Die Geschichte basiert auf dem ikonischen Roman von George Orwell über einen Mann, der auf Airstrip One (früher Großbritannien) gefangen ist und versucht, der korrupten Regierung zu entkommen, die die Öffentlichkeit durch die Augen von Big Brother manipuliert, um genau das zu tun, was sie von ihnen erwarten – wovon auch die Namen der Reality-TV-Shows stammen. Unterwegs findet er die Liebe in einer Frau und zahlt den Preis für den Verrat an der Regierung, mit einem so verdrehten und leicht abstoßenden Ende, dass es mich für den Rest des Abends unwohl fühlen ließ; Es ist unglaublich gut geschrieben.

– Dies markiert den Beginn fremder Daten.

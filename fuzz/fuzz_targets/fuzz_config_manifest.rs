//! Fuzz target for sieve.json manifest parsing.
//!
//! Tests that manifest parsing and validation handle arbitrary input
//! without panicking.

#![no_main]

use libfuzzer_sys::fuzz_target;
use sieve_config::{validate_config, KeywordConfig};

fuzz_target!(|data: &[u8]| {
    if let Ok(json) = std::str::from_utf8(data) {
        if let Ok(config) = KeywordConfig::parse_json(json) {
            let _ = validate_config(&config);
        }
    }
});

Der Favorit von Being Human, Andrew Gower , übernimmt die Hauptrolle des Winston mit Perfektion und ist dort angemessen nervös und intensiv. Sein Charakter war nur leicht nachvollziehbar, was meiner Meinung nach eine mutige künstlerische Entscheidung war; Er hätte die Figur genauso gut zu jemandem machen können, mit dem sich das ganze Publikum während der gesamten Show verbunden fühlt, aber es fühlte sich an, als wäre er einer von uns und dann mit einem Atemzug von uns allen weggerissen, was die Intensität des Stücks nur noch verstärkte. Doctor Who-Star Catrin Stewart übernahm die Rolle der Julia mit noch größerer Komplexität, denn ihre Figur sollte nicht nur aufrichtig und liebevoll sein, sondern sie sollte auch wirklich eigenartig und verrückt sein. Stewart meisterte das perfekt und es war eine Erfreue, ihm zuzusehen.
Auch das Design der Show war interessant. Das Stück spielt offensichtlich im Jahr 1984, aber der Drehort zu Beginn der Show wirkte sehr wie ein Herrenhaus, das dann zu einem Besprechungsraum, einer Buchhandlung und einer Cafeteria umfunktioniert wurde. Als das Set jedoch entfernt wurde, um zum Regierungshauptquartier zu werden, hatte es dieses hypermoderne Flair, eine Mischung aus einem Krankenhaus des 21. Jahrhunderts und einer Star-Trek-Vorstellung davon, wie modern sein soll. Es war cool und wirkte viel retro als veraltet. Ich mochte auch, dass viele Szenen, die in Winstons Schlafzimmer stattfanden, einfach projizierte Videos/Live-Feeds waren (ich konnte nicht herausfinden, welches), sodass man das Gefühl hatte, sein Geschehen aus der Perspektive von Big Brother zu beobachten. Es war gut durchdacht und überraschend unterhaltsam, wenn man bedenkt, dass es sich anfühlte, als müsste man plötzlich einen Film schauen.
Es ist aber keine Überraschung, dass diese Serie so gut ist. Nachdem es von Duncan Macmillan und Headlong für die Bühne adaptiert wurde, war es ein Stück, das schon vor ihrer ursprünglichen Inszenierung für Großes bestimmt war; Die beiden zusammen schaffen weiterhin perfekte Werke wie People, Places and Things und andere Stücke, und ich bin sicher, sie werden in Zukunft noch mehr innovatives Theater wie dieses schaffen.
Alles in allem ist 1984 im Playhouse Theatre ein fantastisches Stück Thrillertheater, wenn man gerne fesselnde und soziopathische Filme und Fernsehserien wie The Purge oder Pretty Little Liars sieht. Es ist eine Handlung voller fantastischer Wendungen und ein 90-minütiges Stück am Stück, das sich auf jeden Fall lohnt.